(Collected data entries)

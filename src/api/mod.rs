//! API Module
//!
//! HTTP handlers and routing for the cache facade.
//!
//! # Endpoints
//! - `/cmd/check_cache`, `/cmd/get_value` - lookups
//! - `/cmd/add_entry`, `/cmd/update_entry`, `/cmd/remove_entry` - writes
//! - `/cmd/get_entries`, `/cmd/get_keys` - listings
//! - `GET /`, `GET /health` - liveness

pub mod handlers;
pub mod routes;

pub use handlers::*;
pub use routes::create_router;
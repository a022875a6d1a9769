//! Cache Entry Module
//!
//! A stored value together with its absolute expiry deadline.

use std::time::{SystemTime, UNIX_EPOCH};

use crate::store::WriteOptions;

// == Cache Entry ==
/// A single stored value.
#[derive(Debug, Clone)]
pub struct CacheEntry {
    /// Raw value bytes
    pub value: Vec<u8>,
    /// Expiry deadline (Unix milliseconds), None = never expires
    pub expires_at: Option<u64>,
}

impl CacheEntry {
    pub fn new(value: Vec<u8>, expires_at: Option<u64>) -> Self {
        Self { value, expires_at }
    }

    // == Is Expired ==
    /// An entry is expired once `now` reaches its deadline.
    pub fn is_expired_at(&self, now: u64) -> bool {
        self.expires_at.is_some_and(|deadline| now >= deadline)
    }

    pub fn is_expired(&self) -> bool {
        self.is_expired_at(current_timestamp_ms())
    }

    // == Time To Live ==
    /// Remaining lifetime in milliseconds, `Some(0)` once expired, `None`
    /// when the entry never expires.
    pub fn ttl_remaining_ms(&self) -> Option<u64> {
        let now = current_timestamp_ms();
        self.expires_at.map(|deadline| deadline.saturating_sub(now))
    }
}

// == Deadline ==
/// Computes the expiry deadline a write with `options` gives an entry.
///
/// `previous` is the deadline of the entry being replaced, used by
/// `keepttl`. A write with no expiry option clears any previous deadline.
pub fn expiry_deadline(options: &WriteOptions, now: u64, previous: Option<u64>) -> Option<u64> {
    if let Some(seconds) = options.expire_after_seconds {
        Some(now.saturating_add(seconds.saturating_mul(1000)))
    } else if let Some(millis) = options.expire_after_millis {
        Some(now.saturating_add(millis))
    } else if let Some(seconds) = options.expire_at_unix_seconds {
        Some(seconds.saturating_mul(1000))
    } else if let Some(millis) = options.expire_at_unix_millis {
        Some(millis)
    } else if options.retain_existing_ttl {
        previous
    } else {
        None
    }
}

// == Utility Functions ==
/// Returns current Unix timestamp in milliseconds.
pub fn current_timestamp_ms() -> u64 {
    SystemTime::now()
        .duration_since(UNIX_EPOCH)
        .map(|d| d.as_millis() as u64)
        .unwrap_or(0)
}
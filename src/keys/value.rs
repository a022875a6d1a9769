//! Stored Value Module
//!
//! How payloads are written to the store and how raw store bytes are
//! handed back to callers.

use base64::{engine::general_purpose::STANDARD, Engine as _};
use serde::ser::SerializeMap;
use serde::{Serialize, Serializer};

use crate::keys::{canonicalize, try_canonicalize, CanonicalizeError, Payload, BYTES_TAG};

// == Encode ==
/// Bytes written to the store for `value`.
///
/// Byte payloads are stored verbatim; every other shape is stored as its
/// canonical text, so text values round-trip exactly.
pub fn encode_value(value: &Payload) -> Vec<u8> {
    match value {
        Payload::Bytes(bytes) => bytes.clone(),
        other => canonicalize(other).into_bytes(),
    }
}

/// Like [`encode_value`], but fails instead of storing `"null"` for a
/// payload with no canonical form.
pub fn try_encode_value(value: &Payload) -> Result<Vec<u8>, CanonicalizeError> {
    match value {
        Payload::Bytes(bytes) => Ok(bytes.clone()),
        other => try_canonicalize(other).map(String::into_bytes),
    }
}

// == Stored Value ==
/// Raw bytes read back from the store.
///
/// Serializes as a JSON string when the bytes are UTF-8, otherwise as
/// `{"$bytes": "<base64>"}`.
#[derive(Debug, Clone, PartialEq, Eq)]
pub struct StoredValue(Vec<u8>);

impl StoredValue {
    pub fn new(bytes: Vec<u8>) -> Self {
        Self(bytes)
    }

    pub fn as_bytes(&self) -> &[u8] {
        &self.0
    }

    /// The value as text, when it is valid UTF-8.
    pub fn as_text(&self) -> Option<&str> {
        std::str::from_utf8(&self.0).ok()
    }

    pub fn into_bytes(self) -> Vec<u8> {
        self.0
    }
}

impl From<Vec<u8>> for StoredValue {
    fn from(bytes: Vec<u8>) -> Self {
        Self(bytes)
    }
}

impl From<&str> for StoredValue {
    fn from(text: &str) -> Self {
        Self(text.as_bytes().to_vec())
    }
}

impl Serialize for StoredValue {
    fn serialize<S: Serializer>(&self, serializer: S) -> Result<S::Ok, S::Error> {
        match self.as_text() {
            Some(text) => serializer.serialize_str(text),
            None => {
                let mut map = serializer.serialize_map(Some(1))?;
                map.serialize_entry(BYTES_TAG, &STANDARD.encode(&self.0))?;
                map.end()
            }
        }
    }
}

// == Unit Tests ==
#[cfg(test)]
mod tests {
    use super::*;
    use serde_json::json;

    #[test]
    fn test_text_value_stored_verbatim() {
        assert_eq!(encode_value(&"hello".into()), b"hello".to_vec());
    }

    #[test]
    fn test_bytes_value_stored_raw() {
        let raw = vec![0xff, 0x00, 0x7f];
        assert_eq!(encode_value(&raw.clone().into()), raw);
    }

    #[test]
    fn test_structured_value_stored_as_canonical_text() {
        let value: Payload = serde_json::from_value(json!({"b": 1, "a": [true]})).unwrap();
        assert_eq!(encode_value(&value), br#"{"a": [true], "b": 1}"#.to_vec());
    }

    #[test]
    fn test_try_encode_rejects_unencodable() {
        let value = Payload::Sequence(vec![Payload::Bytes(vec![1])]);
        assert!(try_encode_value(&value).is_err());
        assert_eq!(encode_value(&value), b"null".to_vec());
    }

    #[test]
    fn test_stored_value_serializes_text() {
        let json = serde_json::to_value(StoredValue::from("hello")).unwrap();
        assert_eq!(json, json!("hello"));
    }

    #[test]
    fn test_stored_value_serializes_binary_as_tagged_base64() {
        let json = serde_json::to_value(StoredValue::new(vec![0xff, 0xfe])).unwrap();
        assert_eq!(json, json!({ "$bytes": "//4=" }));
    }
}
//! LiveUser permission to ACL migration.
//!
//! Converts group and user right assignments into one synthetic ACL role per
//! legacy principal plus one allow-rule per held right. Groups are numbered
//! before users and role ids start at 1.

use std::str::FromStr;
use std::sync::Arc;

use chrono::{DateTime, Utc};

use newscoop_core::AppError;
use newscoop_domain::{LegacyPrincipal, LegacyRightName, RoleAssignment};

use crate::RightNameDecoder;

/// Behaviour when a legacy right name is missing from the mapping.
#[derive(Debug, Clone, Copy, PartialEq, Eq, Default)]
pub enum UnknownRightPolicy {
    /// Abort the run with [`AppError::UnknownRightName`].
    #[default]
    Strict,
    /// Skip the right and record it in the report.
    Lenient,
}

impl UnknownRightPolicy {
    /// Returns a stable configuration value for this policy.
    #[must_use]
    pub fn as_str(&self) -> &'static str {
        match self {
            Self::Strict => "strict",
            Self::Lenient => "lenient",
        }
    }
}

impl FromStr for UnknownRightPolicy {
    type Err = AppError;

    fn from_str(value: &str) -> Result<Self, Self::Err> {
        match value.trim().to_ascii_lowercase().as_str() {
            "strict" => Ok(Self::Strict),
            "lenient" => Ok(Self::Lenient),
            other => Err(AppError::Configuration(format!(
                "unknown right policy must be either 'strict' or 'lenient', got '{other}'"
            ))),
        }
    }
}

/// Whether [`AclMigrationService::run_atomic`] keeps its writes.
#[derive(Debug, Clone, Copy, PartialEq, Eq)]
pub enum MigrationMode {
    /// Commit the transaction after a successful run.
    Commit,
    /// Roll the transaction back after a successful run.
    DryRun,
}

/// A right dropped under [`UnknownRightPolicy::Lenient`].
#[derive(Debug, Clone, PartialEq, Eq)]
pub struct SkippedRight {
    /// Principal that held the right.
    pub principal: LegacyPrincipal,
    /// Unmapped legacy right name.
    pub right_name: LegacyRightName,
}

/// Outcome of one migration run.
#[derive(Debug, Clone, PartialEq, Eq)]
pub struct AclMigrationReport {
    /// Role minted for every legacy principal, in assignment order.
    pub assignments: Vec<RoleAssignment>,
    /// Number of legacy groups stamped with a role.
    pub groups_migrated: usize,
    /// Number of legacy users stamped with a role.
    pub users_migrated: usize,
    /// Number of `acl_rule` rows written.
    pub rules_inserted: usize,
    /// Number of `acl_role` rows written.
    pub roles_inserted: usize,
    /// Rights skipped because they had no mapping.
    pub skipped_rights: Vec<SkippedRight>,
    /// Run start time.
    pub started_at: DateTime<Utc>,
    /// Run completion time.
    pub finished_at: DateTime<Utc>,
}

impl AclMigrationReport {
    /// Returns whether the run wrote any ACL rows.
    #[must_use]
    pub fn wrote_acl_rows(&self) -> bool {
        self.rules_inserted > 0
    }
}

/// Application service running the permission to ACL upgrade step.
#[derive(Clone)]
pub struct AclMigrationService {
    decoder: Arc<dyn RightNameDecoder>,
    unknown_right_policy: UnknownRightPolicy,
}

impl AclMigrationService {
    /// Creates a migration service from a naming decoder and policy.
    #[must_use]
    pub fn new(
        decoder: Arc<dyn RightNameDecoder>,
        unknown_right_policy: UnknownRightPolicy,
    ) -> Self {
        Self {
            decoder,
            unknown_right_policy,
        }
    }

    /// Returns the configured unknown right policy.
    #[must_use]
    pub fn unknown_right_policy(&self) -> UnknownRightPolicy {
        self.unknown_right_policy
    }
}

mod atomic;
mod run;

EXERCISE INSTRUCTIONS: Scan the entries above and copy each line where "payloads" occurs.

FINISHED TASK:
//! How payloads are written to the store and how raw store bytes are
/// Byte payloads are stored verbatim; every other shape is stored as its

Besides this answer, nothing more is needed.